What Enlightened showed us instead was the painful reality of a woman out of place in the “grateful to be here” workforce, surrounded by people too scared to rock the boat lest they lose what little they have. Even her own mother echoes this sentiment, expressing incredulity at Amy’s reveal that she’s become a whistleblower, telling her it’s none of her business what the company does: “They brought you back after all that you did and this is how you repay them?” Too many people think they owe their employers, that they should be thankful for the scraps they get and not ask for more. And I did too, drunk on the “a million girls would kill for this job” juice. Doing good doesn’t give us a paycheck or put a roof over our heads, but we have to choose to do it anyway, and hope we’re not alone in that decision.  


By the end of the series, Amy doesn’t get all the credit and glory she initially envisioned. She doesn’t get any of it. Instead, it’s hate and blame and probably a lawsuit. In a confrontation with executives and lawyers after her actions have come to light, she doesn’t look as powerful as she did in her fantasies. She just looks tired, and she says so. Caring about something other than money, she’s come to understand, will not make her the hero, at least not there, just “a fucking moron.” Mirroring the first episode, Amy leaves the office not on a rage-fueled, sputtering tear—that’s Szidon—but cool and calm. When she walks out of the building, Dern’s face flows through a range of emotions—joy, disbelief, fear—all at once as Amy seemingly thinks “what the fuck did I just do?” 

Our stories don’t end up the way we think they will. Even fictionalized ones follow this narrative. Amy doesn’t take down Abaddon with a heroic swing. It’s a fumbled whimper. It’s a small step forward. It’s not change overnight. And isn’t that the very nature of modern day justice? When she walks out of a coffee shop later, catching her photo on the front page of the LA Times, she doesn’t really look proud or satisfied or triumphant like we thought she would. It’s a look of quiet acceptance.

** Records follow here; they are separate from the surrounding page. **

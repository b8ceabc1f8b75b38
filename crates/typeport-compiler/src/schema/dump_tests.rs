use typeport_core::{
    Declaration, EnumBacking, EnumMember, Field, Format, Primitive, Target, TypeExpr,
};

use crate::test_utils::{dump, id, named};

#[test]
fn dump_every_shape() {
    let out = dump(vec![
        Declaration::external(
            id("Time"),
            [
                (Target::TypeScript, "./time".to_string()),
                (Target::Dart, "package:app/time.dart".to_string()),
            ],
        ),
        Declaration::formatted_alias(id("Stamp"), Primitive::Int, Format::Timestamp),
        Declaration::enumeration(
            id("Status"),
            EnumBacking::String,
            vec![EnumMember::string("Live", "live").with_label("Live")],
        ),
        Declaration::opaque(id("Blob")),
        Declaration::structure(
            id("Record"),
            vec![
                Field::new("At", named("Time")),
                Field::new("Stamp", named("Stamp")),
                Field::new("Status", named("Status")),
                Field::new("Raw", named("Blob")),
                Field::new("Grid", TypeExpr::array(TypeExpr::array(Primitive::Float.into(), 2), 3)),
            ],
        ),
    ]);

    insta::assert_snapshot!(out, @r#"
    pkg.Blob opaque
    pkg.Stamp alias
      = int (Timestamp)
    pkg.Status enum
      Live = "live" "Live"
    pkg.Time external
      typescript: ./time
      dart: package:app/time.dart
    pkg.Record struct
      At: pkg.Time
      Stamp: pkg.Stamp
      Status: pkg.Status
      Raw: pkg.Blob
      Grid: [3][2]float
    "#);
}

#[test]
fn dump_empty_schema() {
    assert_eq!(dump(vec![]), "");
}
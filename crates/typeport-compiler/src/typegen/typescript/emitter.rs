//! TypeScript emitter state and driver.

use std::collections::HashMap;

use crate::graph::NodeId;
use crate::schema::{Schema, Shape};
use crate::typegen::Block;
use crate::typegen::naming::Names;

use super::Config;

pub(super) const HEADER: &str = "// Code generated by typeport. DO NOT EDIT.";

/// Globals a generated declaration must not shadow.
const RESERVED: &[&str] = &[
    "Array", "Boolean", "Date", "Map", "Number", "Object", "Partial", "Promise", "Record", "Set",
    "String",
];

/// TypeScript emitter over a schema.
pub struct Emitter<'a> {
    pub(super) schema: &'a Schema,
    pub(super) config: Config,
    /// NodeId -> declared name
    pub(super) names: Names,
    /// Enum -> label table name, union -> kind enum name
    pub(super) companions: HashMap<NodeId, String>,
    /// Output blocks
    pub(super) blocks: Vec<Block>,
}

impl<'a> Emitter<'a> {
    pub fn new(schema: &'a Schema, config: Config) -> Self {
        let mut names = Names::assign(schema, RESERVED);
        let mut companions = HashMap::new();
        for (id, node) in schema.emitted() {
            let suffix = match &node.shape {
                Shape::Enum(_) => "Labels",
                Shape::Union(u) if !u.variants.is_empty() => "Kind",
                _ => continue,
            };
            let base = format!("{}{}", names.get(id), suffix);
            companions.insert(id, names.claim(&base));
        }

        Self {
            schema,
            config,
            names,
            companions,
            blocks: Vec::new(),
        }
    }

    /// Emit one block per declaration in emission order, imports and header first.
    pub fn emit(mut self) -> Vec<Block> {
        if self.config.header {
            self.blocks.push(Block {
                origin: None,
                name: String::new(),
                content: HEADER.to_string(),
                priority: true,
            });
        }

        let schema = self.schema;
        for &id in schema.order() {
            match &schema.node(id).shape {
                Shape::Alias(alias) => self.emit_alias(id, alias),
                Shape::Struct(s) => self.emit_interface(id, s),
                Shape::Enum(e) => self.emit_enum(id, e),
                Shape::Union(u) => self.emit_union(id, u),
                Shape::Opaque => self.emit_opaque(id),
                Shape::External(ext) => self.emit_import(id, ext),
                Shape::Generic { .. } => {}
            }
        }
        self.blocks
    }

    pub(super) fn export(&self) -> &'static str {
        if self.config.export { "export " } else { "" }
    }

    pub(super) fn push(&mut self, id: NodeId, name: impl Into<String>, content: String) {
        self.blocks.push(Block {
            origin: Some(self.schema.node(id).identity.clone()),
            name: name.into(),
            content,
            priority: false,
        });
    }
}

Enlightened was originally envisioned as a three season arc, but, knowing the threat their sophomore ratings slump posed, White crafted the second season finale to work as an unofficial series finale as well. In the end, it’s fitting that we don’t know what happens next, whether Amy’s actions will be just another blip in the 24-hour news cycle or actually spark a movement. Without a third season to round things out, Enlightened’s ambiguous ending is just like life. I don’t know what’s to come in the days and weeks and months ahead; neither does Amy. But we have to hold onto our faith that change will come, however imperfectly achieved, to keep going. Our last glimpse of Amy is as she walks back into the world, not a hero but just another woman, another face in the crowd, another aspiring agent of change.

So maybe we’re not perfect activists. Maybe our motivations are muddy, no matter how good our intentions might be. But what Enlightened gave us was the courage to at least go ahead and try, to seek justice no matter how messy it is, to be willing to fuck up and try again in the name of some greater good. We don’t have time to sit around waiting to be perfect activists; the fumbled attempts have to count for something. 

  1. Full disclosure, I’m an employee of said media company.
  2. Which, named after a biblical demon, might be the *chef’s kiss* of Easter eggs.